C Feedback: When skin problems are present, the nurse asks the client about usual personal hygiene practices and documents the client's responses. The questions should be open-ended and nonthreatening.

A student has been assigned to provide morning care to a client. The plan of care includes the information that the client requires partial care. What will the student do? A) Provide total physical hygiene, including perineal care. B) Provide total physical hygiene, excluding hair care. C) Provide supplies and orient to the bathroom. D) Provide supplies and assist with hard-to-reach areas.

D Feedback: Morning care is often identified as either self-care, partial care, or complete care. Clients requiring partial morning care most often receive care at the bedside or seated near the sink in the bathroom. They usually require assistance with body areas that are difficult to reach.

Which of the following factors does not affect personal hygiene practices? A) Culture B) Income level C) Health state D) Gender

D Feedback: Personal hygiene practices vary widely among individuals and are affected by culture, socioeconomic status, spiritual practices, developmental level, health state, and personal preferences.

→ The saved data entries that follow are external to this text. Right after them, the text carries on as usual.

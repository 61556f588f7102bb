//! Tokenizers
//!
//! Split strings into ordered token sequences for the vector-space metrics.
//! Whitespace words and character q-grams are supported; every tokenizer
//! consults a [`TermFilter`] before emitting a token.

pub mod filter;
pub mod qgram;
pub mod utilities;
pub mod whitespace;

use std::collections::BTreeSet;
use std::fmt;

pub use filter::{NoFilter, StopTermFilter, TermFilter};
pub use qgram::QGram;
pub use utilities::{term_frequencies, TokenCounts, TokenSetUtilities};
pub use whitespace::Whitespace;

/// Splits a word into tokens.
///
/// Implementations are deterministic: tokenizing the same input twice yields
/// the same sequence.
pub trait Tokenizer: fmt::Debug + Send + Sync {
    /// Short human-readable name of the tokenizer
    fn short_description(&self) -> String;

    /// Characters treated as token boundaries (empty for q-gram tokenizers)
    fn delimiters(&self) -> &str;

    /// Ordered token sequence, duplicates preserved
    fn tokenize(&self, word: &str) -> Vec<String>;

    /// De-duplicated tokens
    fn tokenize_to_set(&self, word: &str) -> BTreeSet<String> {
        self.tokenize(word).into_iter().collect()
    }
}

Which clent would be at greatest risk for injury to the skin and mucous membranes? A) Infant 10 days old with no health problems B) adolescent 17 years of age with asthma C) Man 44 years of age with hemorrhoids D) Man 77 years of age with diabetes

D Feedback: Resistance to injury of the skin and mucous membranes varies among people. Factors influencing resistance include the person's age, the amount of underlying tissue, and illness conditions. In this question, the older man with diabetes would be most at risk.

A student has been assigned to provide hygiene care to four clients. Which one would require special consideration for perineal care? A) Middle-aged man with a nasogastric tube B) Young adult man who has had a hernia repair C) Young woman who has had cosmetic surgery D) Middle-age woman with a Foley catheter

D Feedback: The dark, warm, moist perineal and vaginal areas favor bacterial growth. Variables known to create a need for special care include an indwelling Foley catheter. The client who cannot clean the perineal area needs the nurse's assistance for personal hygiene.

A client is admitted to the health care facility with a diagnosis of pediculosis capitis. Which of the following would the nurse expect to find in the client? A) Diffuse scaling of the epidermis B) Itching and flaking of whitish scales C) Premature loss of hair D) Inflammation related to bites along the hairline

D Feedback: The nurse would find inflamed bites along the hairline in the client with pediculosis infestation. Diffuse scaling of the epidermis with itching and flaking of whitish scales is seen in clients who have dandruff. Hair loss is not a manifestation of pediculosis capitis.

What type of bath is preferred to decrease the inflammation after rectal surgery? A) Bed bath B) Tub bath C) Whirlpool bath D) Sitz bath

Feedback: A sitz bath can be helpful in soaking a client's pelvic area in warm water to decrease inflammation after childbirth or rectal surgery, or to decrease inflammation of hemorrhoids.